Output all of the entries exactly as written.

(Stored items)
==*==

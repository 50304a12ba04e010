#![no_main]
use libfuzzer_sys::fuzz_target;
use pdr_soundness::{build, cross_check, Recipe};

fuzz_target!(|data: &[u8]| {
    if data.len() < 4 {
        return;
    }
    let inputs = (data[0] % 3) as usize;
    let latches = 1 + (data[1] % 6) as usize;
    let bad = (data[2] as usize, data[3] & 1 == 1);
    let body = &data[4..];
    let nexts: Vec<(usize, bool)> = body
        .iter()
        .take(latches)
        .map(|&b| ((b >> 1) as usize, b & 1 == 1))
        .collect();
    let gates: Vec<(usize, bool, usize, bool)> = body
        .get(latches..)
        .unwrap_or_default()
        .chunks_exact(2)
        .take(24)
        .map(|c| ((c[0] >> 1) as usize, c[0] & 1 == 1, (c[1] >> 1) as usize, c[1] & 1 == 1))
        .collect();
    let recipe = Recipe { inputs, latches, gates, nexts, bad };
    let aig = build(&recipe);
    let config = pdr_core::PdrConfig {
        time_limit: Some(std::time::Duration::from_secs(2)),
        ..pdr_core::PdrConfig::default()
    };
    if let Err(e) = cross_check(&aig, &config) {
        if !e.starts_with("run aborted") {
            panic!("recipe {recipe:?}: {e}");
        }
    }
});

==*==

Exercise answer
repository 50304a12ba04e010
#![no_main]
use libfuzzer_sys::fuzz_target;
use pdr_soundness::{build, cross_check, Recipe};

fuzz_target!(|data: &[u8]| {
    if data.len() < 4 {
        return;
    }
    let inputs = (data[0] % 3) as usize;
    let latches = 1 + (data[1] % 6) as usize;
    let bad = (data[2] as usize, data[3] & 1 == 1);
    let body = &data[4..];
    let nexts: Vec<(usize, bool)> = body
        .iter()
        .take(latches)
        .map(|&b| ((b >> 1) as usize, b & 1 == 1))
        .collect();
    let gates: Vec<(usize, bool, usize, bool)> = body
        .get(latches..)
        .unwrap_or_default()
        .chunks_exact(2)
        .take(24)
        .map(|c| ((c[0] >> 1) as usize, c[0] & 1 == 1, (c[1] >> 1) as usize, c[1] & 1 == 1))
        .collect();
    let recipe = Recipe { inputs, latches, gates, nexts, bad };
    let aig = build(&recipe);
    let config = pdr_core::PdrConfig {
        time_limit: Some(std::time::Duration::from_secs(2)),
        ..pdr_core::PdrConfig::default()
    };
    if let Err(e) = cross_check(&aig, &config) {
        if !e.starts_with("run aborted") {
            panic!("recipe {recipe:?}: {e}");
        }
    }
});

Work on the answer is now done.